By Don Clouse

Globular clusters (GC’s hereafter). What are they? What is known about them? How did they come to be? They’ve always seemed rather singular objects to me. These huge gravitationally bound, spherical collections of stars seem to exhibit traits of both star clusters and small galaxies, but are really not quite either. Nonetheless, they are ubiquitous in the universe. From dwarf galaxies (the Fornax dwarf has five), to modest sized galaxies (the Large Magellanic Cloud has several), to large galaxies (the Milky Way has perhaps 180, the Andromeda galaxy about 300), to the giant ellipticals (M87 has over 3,000!), they’re everywhere. GC’s have even been resolved as far away (and farther for all I know) as 375 million light years around NGC6166 (a magnitude 12.8 elliptical in Hercules), a member of the Abell 2199 cluster. To address the first two questions above, we’ll discuss the age of globulars and examine what is known and theorized about their internal dynamics. We’ll follow that by taking a look at some external dynamics. Then we’ll end with a survey of theories on the origins of GC’s. A couple of these theories are suggested by exciting recent observations. But first, let’s get an idea of the general physical parameters of globulars.

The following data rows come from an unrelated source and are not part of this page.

use std::sync::Arc;

use reqwest::{Client, Method, RequestBuilder, Response, StatusCode};
use serde::Serialize;
use serde::de::DeserializeOwned;
use serde_json::Value;
use tokio::sync::broadcast;
use tracing::{debug, error, warn};

use elearn_session::SessionStore;
use elearn_types::api::ErrorBody;

use crate::config::ClientConfig;
use crate::error::{ApiError, error_from_body};

/// Session lifecycle signals for whatever owns navigation.
#[derive(Debug, Clone, PartialEq, Eq)]
pub enum ClientEvent {
    LoggedIn { username: String },

    LoggedOut,

    /// The backend rejected the token. The session is gone and the front
    /// end should show the login screen.
    SessionExpired,
}

/// Shared request helper for every backend call.
///
/// Cheap to clone; clones share the HTTP connection pool, the session
/// store and the event channel.
#[derive(Clone)]
pub struct ApiClient {
    inner: Arc<ClientInner>,
}

struct ClientInner {
    http: Client,
    base_url: String,
    session: SessionStore,
    events: broadcast::Sender<ClientEvent>,
}

impl ApiClient {
    pub fn new(config: ClientConfig, session: SessionStore) -> Result<Self, ApiError> {
        let http = Client::builder().timeout(config.timeout).build()?;
        let (events, _) = broadcast::channel(16);
        Ok(Self {
            inner: Arc::new(ClientInner {
                http,
                base_url: config.base_url,
                session,
                events,
            }),
        })
    }

    pub fn session(&self) -> &SessionStore {
        &self.inner.session
    }

    pub fn base_url(&self) -> &str {
        &self.inner.base_url
    }

    /// Subscribe to session lifecycle events.
    pub fn subscribe(&self) -> broadcast::Receiver<ClientEvent> {
        self.inner.events.subscribe()
    }

    pub(crate) fn emit(&self, event: ClientEvent) {
        let _ = self.inner.events.send(event);
    }

    pub(crate) fn http(&self) -> &Client {
        &self.inner.http
    }

    pub fn url(&self, endpoint: &str) -> String {
        format!("{}{}", self.inner.base_url, endpoint)
    }

    /// Start a request against `endpoint` (a path beginning with `/`).
    pub fn builder(&self, method: Method, endpoint: &str) -> RequestBuilder {
        self.inner.http.request(method, self.url(endpoint))
    }

    /// Attach the bearer token, send, and apply the response policy.
    ///
    /// Returns the response only when the status is 2xx.
    pub async fn execute(&self, builder: RequestBuilder) -> Result<Response, ApiError> {
        let builder = match self.inner.session.token().map_err(ApiError::storage)? {
            Some(token) => {
                debug!("Sending request with bearer token (length {})", token.len());
                builder.bearer_auth(token)
            }
            None => {
                debug!("Sending request without a token");
                builder
            }
        };

        let response = builder.send().await?;
        self.check(response).await
    }

    async fn check(&self, response: Response) -> Result<Response, ApiError> {
        let status = response.status();

        if status == StatusCode::UNAUTHORIZED {
            self.expire_session();
            return Err(ApiError::SessionExpired);
        }

        if status.is_success() {
            return Ok(response);
        }

        let body = response.json::<ErrorBody>().await.unwrap_or_default();
        let err = error_from_body(status.as_u16(), body);
        debug!("Request failed with {}: {}", status, err);
        Err(err)
    }

    /// Clear the session and tell subscribers to go back to login.
    fn expire_session(&self) {
        warn!("Backend rejected the session token, logging out");
        if let Err(e) = self.inner.session.clear() {
            error!("Failed to clear session after 401: {}", e);
        }
        self.emit(ClientEvent::SessionExpired);
    }

    // -- JSON verbs --

    pub async fn get<T: DeserializeOwned>(&self, endpoint: &str) -> Result<T, ApiError> {
        let response = self.execute(self.builder(Method::GET, endpoint)).await?;
        decode(response).await
    }

    pub async fn post<B, T>(&self, endpoint: &str, body: &B) -> Result<T, ApiError>
    where
        B: Serialize + ?Sized,
        T: DeserializeOwned,
    {
        let response = self
            .execute(self.builder(Method::POST, endpoint).json(body))
            .await?;
        decode(response).await
    }

    pub async fn put<B, T>(&self, endpoint: &str, body: &B) -> Result<T, ApiError>
    where
        B: Serialize + ?Sized,
        T: DeserializeOwned,
    {
        let response = self
            .execute(self.builder(Method::PUT, endpoint).json(body))
            .await?;
        decode(response).await
    }

    pub async fn delete<T: DeserializeOwned>(&self, endpoint: &str) -> Result<T, ApiError> {
        let response = self.execute(self.builder(Method::DELETE, endpoint)).await?;
        decode(response).await
    }

    /// GET a JSON array. Any other shape is logged and read as empty.
    pub async fn get_list<T: DeserializeOwned>(&self, endpoint: &str) -> Result<Vec<T>, ApiError> {
        match self.get::<Value>(endpoint).await? {
            Value::Array(items) => items
                .into_iter()
                .map(serde_json::from_value)
                .collect::<Result<Vec<T>, _>>()
                .map_err(|e| ApiError::MalformedResponse(e.to_string())),
            other => {
                warn!(
                    "Expected a list from {}, got {}; using an empty list",
                    endpoint,
                    json_kind(&other)
                );
                Ok(Vec::new())
            }
        }
    }
}

pub(crate) async fn decode<T: DeserializeOwned>(response: Response) -> Result<T, ApiError> {
    let bytes = response.bytes().await?;
    serde_json::from_slice(&bytes).map_err(|e| ApiError::MalformedResponse(e.to_string()))
}

fn json_kind(value: &Value) -> &'static str {
    match value {
        Value::Null => "null",
        Value::Bool(_) => "a boolean",
        Value::Number(_) => "a number",
        Value::String(_) => "a string",
        Value::Array(_) => "an array",
        Value::Object(_) => "an object",
    }
}
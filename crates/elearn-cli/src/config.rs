use std::path::PathBuf;
use std::time::Duration;

use anyhow::{Context, Result};

use elearn_client::config::{DEFAULT_BASE_URL, DEFAULT_TIMEOUT};
use elearn_client::DEFAULT_INTERVAL;

#[derive(Debug, Clone, PartialEq, Eq)]
pub struct Config {
    pub api_url: String,
    pub db_path: PathBuf,
    pub poll_interval: Duration,
    pub http_timeout: Duration,
}

impl Config {
    pub fn from_env() -> Result<Self> {
        Self::from_lookup(|key| std::env::var(key).ok())
    }

    /// Build from any key lookup. Unset keys take defaults; set but
    /// unparseable numbers are errors.
    pub fn from_lookup<F>(lookup: F) -> Result<Self>
    where
        F: Fn(&str) -> Option<String>,
    {
        let api_url = lookup("ELEARN_API_URL").unwrap_or_else(|| DEFAULT_BASE_URL.into());
        let db_path = lookup("ELEARN_DB_PATH").unwrap_or_else(|| "elearn-session.db".into());

        let poll_interval = match lookup("ELEARN_POLL_INTERVAL_MS") {
            Some(raw) => Duration::from_millis(
                raw.trim()
                    .parse()
                    .with_context(|| format!("ELEARN_POLL_INTERVAL_MS is not a number: {:?}", raw))?,
            ),
            None => DEFAULT_INTERVAL,
        };

        let http_timeout = match lookup("ELEARN_HTTP_TIMEOUT_SECS") {
            Some(raw) => Duration::from_secs(
                raw.trim()
                    .parse()
                    .with_context(|| format!("ELEARN_HTTP_TIMEOUT_SECS is not a number: {:?}", raw))?,
            ),
            None => DEFAULT_TIMEOUT,
        };

        Ok(Self {
            api_url,
            db_path: PathBuf::from(db_path),
            poll_interval,
            http_timeout,
        })
    }
}
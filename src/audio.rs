//! Client audio pipeline: capture → encode → outbound `AudioFrame`, and
//! inbound `AudioFrame` → decode → playback (spec §4.6, component C6).
//!
//! Fixed parameters per spec §4.6: 48 kHz, mono, float32 samples, 20 ms
//! (960-sample) frames. The concrete codec is explicitly out of scope —
//! `AudioCodec` is an interface, and `PassthroughCodec` (samples as raw
//! little-endian bytes) is the only implementation, standing in for
//! whatever real codec a deployment would plug in.

use std::sync::atomic::{AtomicBool, Ordering};
use std::sync::{Arc, Mutex};

use crate::device::{Capture, Playback};
use crate::frame::FrameWriter;
use crate::protocol::{AudioFrame, WireMessage};

pub const SAMPLE_RATE: u32 = 48_000;
pub const CHANNELS: u16 = 1;
pub const FRAME_SAMPLES: usize = 960;

/// Capacity of the queue between the capture callback and the encode/send
/// thread — a soft limit past which the oldest pending block is dropped
/// rather than blocking capture (spec §4.6's back-pressure rule).
const OUTBOUND_QUEUE_CAPACITY: usize = 8;

pub trait AudioCodec: Send + Sync {
    fn encode(&self, samples: &[f32]) -> Vec<u8>;
    fn decode(&self, payload: &[u8]) -> Vec<f32>;
}

/// Samples as raw little-endian `f32` bytes — no compression, just a
/// concrete stand-in for a codec the interface leaves unspecified.
pub struct PassthroughCodec;

impl AudioCodec for PassthroughCodec {
    fn encode(&self, samples: &[f32]) -> Vec<u8> {
        samples.iter().flat_map(|s| s.to_le_bytes()).collect()
    }

    fn decode(&self, payload: &[u8]) -> Vec<f32> {
        payload.chunks_exact(4).map(|c| f32::from_le_bytes([c[0], c[1], c[2], c[3]])).collect()
    }
}

fn now_monotonic_nanos() -> i64 {
    use std::time::{SystemTime, UNIX_EPOCH};
    SystemTime::now().duration_since(UNIX_EPOCH).map(|d| d.as_nanos() as i64).unwrap_or(0)
}

/// Couples a capture callback, the codec, and the send queue to one side,
/// and inbound audio frames to a playback device on the other (spec's own
/// description of this module's job).
pub struct AudioPipeline {
    user_id: String,
    writer: FrameWriter,
    codec: Arc<dyn AudioCodec>,
    muted: Arc<AtomicBool>,
    in_room: Arc<AtomicBool>,
    playback: Mutex<Box<dyn Playback>>,
}

impl AudioPipeline {
    pub fn new(user_id: impl Into<String>, writer: FrameWriter, codec: Arc<dyn AudioCodec>, playback: Box<dyn Playback>) -> Self {
        Self { user_id: user_id.into(), writer, codec, muted: Arc::new(AtomicBool::new(false)), in_room: Arc::new(AtomicBool::new(true)), playback: Mutex::new(playback) }
    }

    pub fn mute(&self) {
        self.muted.store(true, Ordering::Relaxed);
    }

    pub fn unmute(&self) {
        self.muted.store(false, Ordering::Relaxed);
    }

    pub fn is_muted(&self) -> bool {
        self.muted.load(Ordering::Relaxed)
    }

    pub fn set_in_room(&self, in_room: bool) {
        self.in_room.store(in_room, Ordering::Relaxed);
    }

    /// Wire up `capture`'s callback and spawn the thread that encodes and
    /// sends each captured block. The callback itself never blocks: it
    /// only pushes onto a bounded drop-oldest queue (spec §5).
    pub fn start_capture(self: &Arc<Self>, capture: &mut dyn Capture) {
        let queue = Arc::new(crate::buffers::DropOldestQueue::<Vec<f32>>::new(OUTBOUND_QUEUE_CAPACITY));
        let push_queue = queue.clone();
        capture.set_on_samples(Box::new(move |samples: &[f32]| {
            push_queue.push(samples.to_vec());
        }));

        let pipeline = self.clone();
        let receiver = queue.receiver();
        std::thread::spawn(move || {
            while let Ok(block) = receiver.recv() {
                pipeline.encode_and_send(&block);
            }
        });
    }

    fn encode_and_send(&self, samples: &[f32]) {
        if !self.in_room.load(Ordering::Relaxed) || self.muted.load(Ordering::Relaxed) {
            return;
        }
        let payload = self.codec.encode(samples);
        let frame = AudioFrame { user_id: self.user_id.clone(), audio_payload: payload, timestamp: now_monotonic_nanos(), sequence_number: 0 };
        let Ok(encoded) = WireMessage::Audio(frame).encode() else { return };
        if let Err(error) = self.writer.send(encoded) {
            tracing::debug!(%error, "dropped outbound audio frame");
        }
    }

    /// Decode and enqueue an inbound `AudioFrame` for playback. Frames
    /// echoing our own user id (a misrouted fan-out, or a single-member
    /// room loopback) are discarded.
    pub fn handle_inbound(&self, frame: &AudioFrame) {
        if frame.user_id == self.user_id {
            return;
        }
        let samples = self.codec.decode(&frame.audio_payload);
        self.playback.lock().unwrap().push_samples(&samples);
    }

    pub fn set_output_gain(&self, gain: f32) {
        self.playback.lock().unwrap().set_gain(gain);
    }
}

#[cfg(test)]
mod tests {
    use super::*;
    use crate::device::NullDevice;
    use tokio::net::{TcpListener, TcpStream};

    async fn writer_to_nowhere() -> FrameWriter {
        let listener = TcpListener::bind("127.0.0.1:0").await.unwrap();
        let addr = listener.local_addr().unwrap();
        let client = TcpStream::connect(addr).await.unwrap();
        let (_server, _) = listener.accept().await.unwrap();
        let (_r, w) = client.into_split();
        crate::frame::spawn_writer(w, crate::frame::MAX_FRAME).0
    }

    #[test]
    fn passthrough_codec_round_trips_samples() {
        let codec = PassthroughCodec;
        let samples = vec![0.1f32, -0.5, 1.0, -1.0, 0.0];
        let decoded = codec.decode(&codec.encode(&samples));
        assert_eq!(decoded, samples);
    }

    #[tokio::test]
    async fn muted_pipeline_sends_nothing() {
        let writer = writer_to_nowhere().await;
        let pipeline = AudioPipeline::new("alice", writer, Arc::new(PassthroughCodec), Box::new(NullDevice::new()));
        pipeline.mute();
        pipeline.encode_and_send(&[0.0; FRAME_SAMPLES]);
        assert!(pipeline.is_muted());
    }

    #[tokio::test]
    async fn inbound_frame_from_self_is_discarded() {
        let writer = writer_to_nowhere().await;
        let pipeline = AudioPipeline::new("alice", writer, Arc::new(PassthroughCodec), Box::new(NullDevice::new()));
        let frame = AudioFrame { user_id: "alice".into(), audio_payload: PassthroughCodec.encode(&[0.2]), timestamp: 0, sequence_number: 0 };
        pipeline.handle_inbound(&frame); // must not panic; there is nothing to assert beyond "it returns"
    }

    #[test]
    fn drop_oldest_queue_caps_outbound_backlog() {
        let queue = crate::buffers::DropOldestQueue::<Vec<f32>>::new(2);
        queue.push(vec![1.0]);
        queue.push(vec![2.0]);
        queue.push(vec![3.0]);
        assert_eq!(queue.try_pop(), Some(vec![2.0]));
        assert_eq!(queue.try_pop(), Some(vec![3.0]));
    }
}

Globular clusters consist almost entirely of stars. There is very little, if any, interstellar gas and dust in GC’s. GC’s generally have from 100,000 to 1,000,000 stars. However, the giant Omega Centauri cluster, which is probably the largest and most massive in the galaxy, is believed to have several million stars. It is thought that stars within its central core may average as little as one tenth of a light year apart. GC diameters range from twenty or thirty light years up to well over a hundred light years. There seems to be little doubt that the extreme density of GC’s is what holds them together in the face of the vast tidal forces of the galaxy. However, as we shall see, this is not always the case.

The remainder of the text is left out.